Listed entries →
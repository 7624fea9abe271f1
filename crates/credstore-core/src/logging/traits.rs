//! Logger trait definition

use std::sync::Arc;

/// Logger abstraction injected into stores and codecs
///
/// Implementations:
/// - `NoOpLogger`: Silent logger
/// - `ConsoleLogger`: Logs to stdout/stderr
/// - `FileLogger`: Appends to a log file
/// - `MemoryLogger`: Records messages for inspection
pub trait Logger: Send + Sync {
    /// Log a debug message
    fn debug(&self, message: &str);

    /// Log an info message
    fn info(&self, message: &str);

    /// Log a warning message
    fn warn(&self, message: &str);

    /// Log an error message
    fn error(&self, message: &str);

    /// Log a warning caused by `err`
    fn warn_error(&self, err: &dyn std::error::Error, message: &str) {
        self.warn(&format!("{}: {}", message, err));
    }
}

/// Type alias for an Arc-wrapped logger
pub type SharedLogger = Arc<dyn Logger>;
//! Codec assembled from a pair of closures

use std::fmt;

use super::traits::{Codec, CodecResult};

type EncodeFn<R, V> = Box<dyn Fn(&V) -> CodecResult<R> + Send + Sync>;
type DecodeFn<R, V> = Box<dyn Fn(&R) -> CodecResult<V> + Send + Sync>;

/// A codec built from an encode function and its inverse
///
/// # Example
///
/// ```
/// use credstore_core::codec::{Codec, FnCodec};
///
/// let codec = FnCodec::new(
///     |v: &u32| Ok(v.to_string()),
///     |raw: &String| raw.parse::<u32>().map_err(|e| credstore_core::codec::CodecError::Other(e.to_string())),
/// );
/// assert_eq!(codec.encode(&7).unwrap(), "7");
/// assert_eq!(codec.decode(&"42".to_string()).unwrap(), 42);
/// ```
pub struct FnCodec<R, V> {
    encode: EncodeFn<R, V>,
    decode: DecodeFn<R, V>,
}

impl<R, V> FnCodec<R, V> {
    pub fn new<E, D>(encode: E, decode: D) -> Self
    where
        E: Fn(&V) -> CodecResult<R> + Send + Sync + 'static,
        D: Fn(&R) -> CodecResult<V> + Send + Sync + 'static,
    {
        Self {
            encode: Box::new(encode),
            decode: Box::new(decode),
        }
    }
}

impl<R, V> Codec<R, V> for FnCodec<R, V> {
    fn encode(&self, value: &V) -> CodecResult<R> {
        (self.encode)(value)
    }

    fn decode(&self, raw: &R) -> CodecResult<V> {
        (self.decode)(raw)
    }
}

impl<R, V> fmt::Debug for FnCodec<R, V> {
    fn fmt(&self, f: &mut fmt::Formatter<'_>) -> fmt::Result {
        f.debug_struct("FnCodec").finish_non_exhaustive()
    }
}

#[cfg(test)]
mod tests {
    use super::*;
    use crate::codec::CodecError;
    use crate::logging::MemoryLogger;

    fn upper_codec() -> FnCodec<String, String> {
        FnCodec::new(
            |v: &String| Ok(v.to_uppercase()),
            |raw: &String| {
                if raw.chars().any(|c| c.is_lowercase()) {
                    Err(CodecError::Other("expected upper case".to_string()))
                } else {
                    Ok(raw.to_lowercase())
                }
            },
        )
    }

    #[test]
    fn test_fn_codec_delegates() {
        let codec = upper_codec();
        assert_eq!(codec.encode(&"abc".to_string()).unwrap(), "ABC");
        assert_eq!(codec.decode(&"ABC".to_string()).unwrap(), "abc");
    }

    #[test]
    fn test_fn_codec_failure_is_soft() {
        let codec = upper_codec();
        let logger = MemoryLogger::new();
        assert!(codec.decode_or_warn(&"abc".to_string(), &logger).is_none());
        assert_eq!(logger.warning_count(), 1);
    }
}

Aim of the task →
Could you return every record above exactly as written?

Completed task →
repository 7624fea9abe271f1
filename crates/credstore-core/src/logging/traits.rs
//! Logger trait definition

use std::sync::Arc;

/// Logger abstraction injected into stores and codecs
///
/// Implementations:
/// - `NoOpLogger`: Silent logger
/// - `ConsoleLogger`: Logs to stdout/stderr
/// - `FileLogger`: Appends to a log file
/// - `MemoryLogger`: Records messages for inspection
pub trait Logger: Send + Sync {
    /// Log a debug message
    fn debug(&self, message: &str);

    /// Log an info message
    fn info(&self, message: &str);

    /// Log a warning message
    fn warn(&self, message: &str);

    /// Log an error message
    fn error(&self, message: &str);

    /// Log a warning caused by `err`
    fn warn_error(&self, err: &dyn std::error::Error, message: &str) {
        self.warn(&format!("{}: {}", message, err));
    }
}

/// Type alias for an Arc-wrapped logger
pub type SharedLogger = Arc<dyn Logger>;
//! Codec assembled from a pair of closures

use std::fmt;

use super::traits::{Codec, CodecResult};

type EncodeFn<R, V> = Box<dyn Fn(&V) -> CodecResult<R> + Send + Sync>;
type DecodeFn<R, V> = Box<dyn Fn(&R) -> CodecResult<V> + Send + Sync>;

/// A codec built from an encode function and its inverse
///
/// # Example
///
/// ```
/// use credstore_core::codec::{Codec, FnCodec};
///
/// let codec = FnCodec::new(
///     |v: &u32| Ok(v.to_string()),
///     |raw: &String| raw.parse::<u32>().map_err(|e| credstore_core::codec::CodecError::Other(e.to_string())),
/// );
/// assert_eq!(codec.encode(&7).unwrap(), "7");
/// assert_eq!(codec.decode(&"42".to_string()).unwrap(), 42);
/// ```
pub struct FnCodec<R, V> {
    encode: EncodeFn<R, V>,
    decode: DecodeFn<R, V>,
}

impl<R, V> FnCodec<R, V> {
    pub fn new<E, D>(encode: E, decode: D) -> Self
    where
        E: Fn(&V) -> CodecResult<R> + Send + Sync + 'static,
        D: Fn(&R) -> CodecResult<V> + Send + Sync + 'static,
    {
        Self {
            encode: Box::new(encode),
            decode: Box::new(decode),
        }
    }
}

impl<R, V> Codec<R, V> for FnCodec<R, V> {
    fn encode(&self, value: &V) -> CodecResult<R> {
        (self.encode)(value)
    }

    fn decode(&self, raw: &R) -> CodecResult<V> {
        (self.decode)(raw)
    }
}

impl<R, V> fmt::Debug for FnCodec<R, V> {
    fn fmt(&self, f: &mut fmt::Formatter<'_>) -> fmt::Result {
        f.debug_struct("FnCodec").finish_non_exhaustive()
    }
}

#[cfg(test)]
mod tests {
    use super::*;
    use crate::codec::CodecError;
    use crate::logging::MemoryLogger;

    fn upper_codec() -> FnCodec<String, String> {
        FnCodec::new(
            |v: &String| Ok(v.to_uppercase()),
            |raw: &String| {
                if raw.chars().any(|c| c.is_lowercase()) {
                    Err(CodecError::Other("expected upper case".to_string()))
                } else {
                    Ok(raw.to_lowercase())
                }
            },
        )
    }

    #[test]
    fn test_fn_codec_delegates() {
        let codec = upper_codec();
        assert_eq!(codec.encode(&"abc".to_string()).unwrap(), "ABC");
        assert_eq!(codec.decode(&"ABC".to_string()).unwrap(), "abc");
    }

    #[test]
    fn test_fn_codec_failure_is_soft() {
        let codec = upper_codec();
        let logger = MemoryLogger::new();
        assert!(codec.decode_or_warn(&"abc".to_string(), &logger).is_none());
        assert_eq!(logger.warning_count(), 1);
    }
}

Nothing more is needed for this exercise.